» TASK BRIEF
One figure is the expected answer: how many lines in the listing contain "judged".

» DATA EXCERPTS
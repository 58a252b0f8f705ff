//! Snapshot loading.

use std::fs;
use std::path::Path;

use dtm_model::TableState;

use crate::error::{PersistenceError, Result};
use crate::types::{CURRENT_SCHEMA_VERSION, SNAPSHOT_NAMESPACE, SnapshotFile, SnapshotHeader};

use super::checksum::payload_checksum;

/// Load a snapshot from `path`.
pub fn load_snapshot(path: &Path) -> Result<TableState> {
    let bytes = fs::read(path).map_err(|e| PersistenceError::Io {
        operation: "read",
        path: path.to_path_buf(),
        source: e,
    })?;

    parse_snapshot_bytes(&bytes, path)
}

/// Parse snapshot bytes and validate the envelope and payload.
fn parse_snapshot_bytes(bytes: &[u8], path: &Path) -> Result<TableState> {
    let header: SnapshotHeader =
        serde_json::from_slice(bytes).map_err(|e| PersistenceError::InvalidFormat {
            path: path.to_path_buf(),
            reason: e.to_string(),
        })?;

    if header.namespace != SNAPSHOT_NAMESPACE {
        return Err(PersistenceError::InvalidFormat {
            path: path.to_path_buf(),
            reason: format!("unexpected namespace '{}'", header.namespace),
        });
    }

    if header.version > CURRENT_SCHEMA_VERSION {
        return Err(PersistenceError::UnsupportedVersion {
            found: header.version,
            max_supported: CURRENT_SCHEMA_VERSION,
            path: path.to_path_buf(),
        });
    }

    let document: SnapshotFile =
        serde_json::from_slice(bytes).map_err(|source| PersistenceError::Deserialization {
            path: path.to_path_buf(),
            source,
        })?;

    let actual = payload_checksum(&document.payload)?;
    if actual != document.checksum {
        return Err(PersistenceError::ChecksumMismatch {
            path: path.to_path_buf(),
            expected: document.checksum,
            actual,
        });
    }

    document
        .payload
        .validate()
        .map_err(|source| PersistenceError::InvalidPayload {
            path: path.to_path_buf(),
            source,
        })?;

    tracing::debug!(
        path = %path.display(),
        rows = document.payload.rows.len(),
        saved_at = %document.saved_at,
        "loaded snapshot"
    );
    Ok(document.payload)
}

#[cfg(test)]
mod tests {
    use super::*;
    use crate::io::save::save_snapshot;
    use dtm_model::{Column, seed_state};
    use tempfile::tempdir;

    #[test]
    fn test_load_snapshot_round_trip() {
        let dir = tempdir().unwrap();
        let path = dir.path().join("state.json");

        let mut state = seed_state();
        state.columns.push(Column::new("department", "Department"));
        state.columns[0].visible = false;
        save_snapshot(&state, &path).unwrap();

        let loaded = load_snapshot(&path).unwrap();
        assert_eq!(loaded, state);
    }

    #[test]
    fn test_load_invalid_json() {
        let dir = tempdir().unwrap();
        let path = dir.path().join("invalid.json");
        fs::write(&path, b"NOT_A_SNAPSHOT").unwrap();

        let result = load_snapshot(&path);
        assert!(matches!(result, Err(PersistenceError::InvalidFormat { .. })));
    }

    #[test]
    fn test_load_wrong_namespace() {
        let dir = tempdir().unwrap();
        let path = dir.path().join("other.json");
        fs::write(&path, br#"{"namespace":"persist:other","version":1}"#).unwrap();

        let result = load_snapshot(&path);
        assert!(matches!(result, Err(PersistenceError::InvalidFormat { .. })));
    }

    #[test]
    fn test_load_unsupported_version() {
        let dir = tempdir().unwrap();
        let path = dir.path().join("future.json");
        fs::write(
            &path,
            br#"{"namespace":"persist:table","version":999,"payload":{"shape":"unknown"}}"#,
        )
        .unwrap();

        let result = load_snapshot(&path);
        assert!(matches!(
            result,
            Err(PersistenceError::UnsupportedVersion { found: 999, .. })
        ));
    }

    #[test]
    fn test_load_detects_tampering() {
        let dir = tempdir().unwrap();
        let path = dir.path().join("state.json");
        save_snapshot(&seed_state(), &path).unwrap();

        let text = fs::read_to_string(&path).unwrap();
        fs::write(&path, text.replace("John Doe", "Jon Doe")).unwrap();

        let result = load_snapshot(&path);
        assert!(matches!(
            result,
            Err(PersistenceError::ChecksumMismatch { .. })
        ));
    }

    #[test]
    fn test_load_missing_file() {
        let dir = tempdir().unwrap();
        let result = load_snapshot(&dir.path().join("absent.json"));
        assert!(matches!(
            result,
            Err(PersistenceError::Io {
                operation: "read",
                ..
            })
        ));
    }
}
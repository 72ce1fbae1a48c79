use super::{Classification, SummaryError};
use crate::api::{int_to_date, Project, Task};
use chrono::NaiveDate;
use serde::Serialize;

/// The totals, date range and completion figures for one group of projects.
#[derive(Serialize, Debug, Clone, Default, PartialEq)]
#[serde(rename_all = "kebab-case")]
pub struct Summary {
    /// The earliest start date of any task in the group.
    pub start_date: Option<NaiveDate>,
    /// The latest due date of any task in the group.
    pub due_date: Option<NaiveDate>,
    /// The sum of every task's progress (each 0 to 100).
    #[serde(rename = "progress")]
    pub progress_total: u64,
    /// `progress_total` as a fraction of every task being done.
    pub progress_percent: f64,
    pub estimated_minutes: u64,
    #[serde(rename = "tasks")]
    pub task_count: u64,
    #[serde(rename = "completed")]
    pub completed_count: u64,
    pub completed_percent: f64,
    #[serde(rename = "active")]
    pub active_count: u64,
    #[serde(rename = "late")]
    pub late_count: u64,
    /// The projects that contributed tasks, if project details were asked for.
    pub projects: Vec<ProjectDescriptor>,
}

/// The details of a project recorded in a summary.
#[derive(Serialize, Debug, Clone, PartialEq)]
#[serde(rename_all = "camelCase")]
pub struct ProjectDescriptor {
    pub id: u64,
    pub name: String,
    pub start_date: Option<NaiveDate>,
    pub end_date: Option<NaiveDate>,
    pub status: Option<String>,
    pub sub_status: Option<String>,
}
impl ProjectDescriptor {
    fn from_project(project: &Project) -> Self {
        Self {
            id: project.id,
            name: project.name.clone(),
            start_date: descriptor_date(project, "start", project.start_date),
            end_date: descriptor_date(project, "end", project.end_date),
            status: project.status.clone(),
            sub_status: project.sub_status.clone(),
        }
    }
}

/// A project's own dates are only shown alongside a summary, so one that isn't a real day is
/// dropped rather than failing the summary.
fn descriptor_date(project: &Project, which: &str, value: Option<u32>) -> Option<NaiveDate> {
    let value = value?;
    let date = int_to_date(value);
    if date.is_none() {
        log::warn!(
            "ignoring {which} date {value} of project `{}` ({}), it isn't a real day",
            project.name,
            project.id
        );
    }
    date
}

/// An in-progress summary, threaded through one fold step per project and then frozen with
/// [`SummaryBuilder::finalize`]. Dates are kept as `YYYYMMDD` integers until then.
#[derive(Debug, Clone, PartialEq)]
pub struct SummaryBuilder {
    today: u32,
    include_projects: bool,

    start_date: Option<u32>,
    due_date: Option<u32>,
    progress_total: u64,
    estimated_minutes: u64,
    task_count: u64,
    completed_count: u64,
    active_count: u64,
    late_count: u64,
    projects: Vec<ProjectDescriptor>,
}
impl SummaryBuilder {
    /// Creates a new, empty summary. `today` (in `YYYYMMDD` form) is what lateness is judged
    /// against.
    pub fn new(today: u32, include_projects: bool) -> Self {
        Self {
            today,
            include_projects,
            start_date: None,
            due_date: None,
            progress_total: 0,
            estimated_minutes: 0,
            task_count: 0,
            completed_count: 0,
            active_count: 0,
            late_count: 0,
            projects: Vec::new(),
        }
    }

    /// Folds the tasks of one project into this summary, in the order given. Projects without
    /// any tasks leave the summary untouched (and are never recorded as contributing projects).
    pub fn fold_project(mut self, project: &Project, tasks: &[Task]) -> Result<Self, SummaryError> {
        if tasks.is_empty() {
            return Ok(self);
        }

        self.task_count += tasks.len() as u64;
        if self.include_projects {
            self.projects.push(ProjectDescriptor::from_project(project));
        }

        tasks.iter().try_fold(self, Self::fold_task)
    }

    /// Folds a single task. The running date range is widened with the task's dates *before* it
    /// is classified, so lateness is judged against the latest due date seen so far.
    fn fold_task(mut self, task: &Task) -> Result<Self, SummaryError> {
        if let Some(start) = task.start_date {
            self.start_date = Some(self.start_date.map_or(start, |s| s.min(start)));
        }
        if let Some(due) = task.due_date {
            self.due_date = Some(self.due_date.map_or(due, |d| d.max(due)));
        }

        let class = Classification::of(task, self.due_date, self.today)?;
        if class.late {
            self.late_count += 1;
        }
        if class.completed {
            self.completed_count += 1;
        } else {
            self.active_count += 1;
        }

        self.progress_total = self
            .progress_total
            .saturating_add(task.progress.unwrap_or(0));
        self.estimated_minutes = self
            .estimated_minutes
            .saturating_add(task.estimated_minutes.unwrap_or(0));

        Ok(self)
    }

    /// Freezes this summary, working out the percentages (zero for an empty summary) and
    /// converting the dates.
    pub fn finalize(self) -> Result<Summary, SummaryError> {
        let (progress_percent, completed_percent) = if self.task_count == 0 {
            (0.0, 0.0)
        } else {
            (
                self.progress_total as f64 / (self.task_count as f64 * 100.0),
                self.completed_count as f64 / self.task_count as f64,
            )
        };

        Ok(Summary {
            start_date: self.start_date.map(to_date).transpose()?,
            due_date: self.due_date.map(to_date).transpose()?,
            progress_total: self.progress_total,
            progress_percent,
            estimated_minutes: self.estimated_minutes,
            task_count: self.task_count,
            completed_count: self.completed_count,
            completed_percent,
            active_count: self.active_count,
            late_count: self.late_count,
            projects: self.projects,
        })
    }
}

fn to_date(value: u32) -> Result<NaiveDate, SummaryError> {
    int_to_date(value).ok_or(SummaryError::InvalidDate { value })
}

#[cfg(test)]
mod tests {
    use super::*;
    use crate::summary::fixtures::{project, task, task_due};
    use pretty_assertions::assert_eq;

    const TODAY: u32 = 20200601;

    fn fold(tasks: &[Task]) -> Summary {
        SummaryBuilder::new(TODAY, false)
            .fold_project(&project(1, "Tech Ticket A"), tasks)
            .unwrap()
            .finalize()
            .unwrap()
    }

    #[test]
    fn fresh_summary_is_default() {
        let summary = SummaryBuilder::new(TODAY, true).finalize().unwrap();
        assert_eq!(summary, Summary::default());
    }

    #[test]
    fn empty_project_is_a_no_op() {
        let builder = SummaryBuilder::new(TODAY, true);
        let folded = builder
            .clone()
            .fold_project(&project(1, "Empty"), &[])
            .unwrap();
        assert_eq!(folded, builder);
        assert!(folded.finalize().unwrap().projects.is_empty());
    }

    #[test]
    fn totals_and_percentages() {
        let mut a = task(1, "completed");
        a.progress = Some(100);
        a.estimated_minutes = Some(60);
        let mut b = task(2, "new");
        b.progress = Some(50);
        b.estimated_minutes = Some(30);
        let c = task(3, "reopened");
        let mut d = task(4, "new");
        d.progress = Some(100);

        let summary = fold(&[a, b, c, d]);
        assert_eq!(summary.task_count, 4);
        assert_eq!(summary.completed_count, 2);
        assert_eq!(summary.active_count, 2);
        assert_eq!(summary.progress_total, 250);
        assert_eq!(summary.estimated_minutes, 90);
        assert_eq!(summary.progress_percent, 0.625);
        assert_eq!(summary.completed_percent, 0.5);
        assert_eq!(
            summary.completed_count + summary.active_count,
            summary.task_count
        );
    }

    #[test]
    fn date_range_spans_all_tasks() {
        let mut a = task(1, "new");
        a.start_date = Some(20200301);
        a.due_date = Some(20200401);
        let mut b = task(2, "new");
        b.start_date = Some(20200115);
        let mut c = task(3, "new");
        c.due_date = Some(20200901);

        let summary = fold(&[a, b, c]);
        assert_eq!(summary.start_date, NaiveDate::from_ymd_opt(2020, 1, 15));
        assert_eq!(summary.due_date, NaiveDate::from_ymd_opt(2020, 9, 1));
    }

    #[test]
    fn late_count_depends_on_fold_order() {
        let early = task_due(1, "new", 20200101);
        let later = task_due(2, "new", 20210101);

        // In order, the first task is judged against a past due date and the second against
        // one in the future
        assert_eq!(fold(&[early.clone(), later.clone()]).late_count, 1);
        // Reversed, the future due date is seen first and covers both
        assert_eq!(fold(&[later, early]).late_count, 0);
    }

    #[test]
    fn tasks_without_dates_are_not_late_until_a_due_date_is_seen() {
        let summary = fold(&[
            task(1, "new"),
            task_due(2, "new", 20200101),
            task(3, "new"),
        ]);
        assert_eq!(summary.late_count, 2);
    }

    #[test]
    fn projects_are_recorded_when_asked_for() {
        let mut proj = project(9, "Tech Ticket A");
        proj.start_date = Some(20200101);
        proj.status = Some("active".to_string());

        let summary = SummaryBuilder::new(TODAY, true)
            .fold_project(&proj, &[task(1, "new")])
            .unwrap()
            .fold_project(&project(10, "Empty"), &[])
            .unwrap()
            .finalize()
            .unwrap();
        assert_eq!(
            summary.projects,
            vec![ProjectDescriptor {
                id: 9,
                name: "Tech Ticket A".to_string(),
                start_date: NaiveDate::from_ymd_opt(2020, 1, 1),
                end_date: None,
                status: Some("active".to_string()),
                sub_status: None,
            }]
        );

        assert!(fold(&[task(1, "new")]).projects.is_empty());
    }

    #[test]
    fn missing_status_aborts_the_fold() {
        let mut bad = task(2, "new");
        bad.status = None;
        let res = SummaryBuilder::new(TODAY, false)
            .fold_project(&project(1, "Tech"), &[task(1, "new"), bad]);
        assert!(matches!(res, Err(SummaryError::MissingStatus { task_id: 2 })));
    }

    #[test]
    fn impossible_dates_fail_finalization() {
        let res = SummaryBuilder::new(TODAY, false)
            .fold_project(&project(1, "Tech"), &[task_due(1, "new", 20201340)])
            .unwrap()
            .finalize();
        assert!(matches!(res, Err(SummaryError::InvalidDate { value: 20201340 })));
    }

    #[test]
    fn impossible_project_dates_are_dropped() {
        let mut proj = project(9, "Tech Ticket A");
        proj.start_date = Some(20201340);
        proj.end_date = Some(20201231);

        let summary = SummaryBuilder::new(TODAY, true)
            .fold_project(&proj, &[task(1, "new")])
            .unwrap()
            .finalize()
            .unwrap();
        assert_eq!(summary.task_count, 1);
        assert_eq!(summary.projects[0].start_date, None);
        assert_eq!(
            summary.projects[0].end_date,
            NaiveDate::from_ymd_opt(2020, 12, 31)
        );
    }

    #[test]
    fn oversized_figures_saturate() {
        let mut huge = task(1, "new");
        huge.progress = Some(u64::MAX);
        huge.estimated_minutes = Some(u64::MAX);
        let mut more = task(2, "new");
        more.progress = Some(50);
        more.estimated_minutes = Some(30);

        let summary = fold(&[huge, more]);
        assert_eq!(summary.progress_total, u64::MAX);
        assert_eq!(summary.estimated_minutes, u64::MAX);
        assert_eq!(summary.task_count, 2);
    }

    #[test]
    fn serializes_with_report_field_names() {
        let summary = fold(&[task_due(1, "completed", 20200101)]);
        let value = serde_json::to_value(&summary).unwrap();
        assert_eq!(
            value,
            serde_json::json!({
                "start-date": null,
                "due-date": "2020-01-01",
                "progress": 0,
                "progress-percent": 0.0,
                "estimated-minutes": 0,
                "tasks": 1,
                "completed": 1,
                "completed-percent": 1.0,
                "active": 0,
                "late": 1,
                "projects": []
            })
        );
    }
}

» ANSWER SECTION
3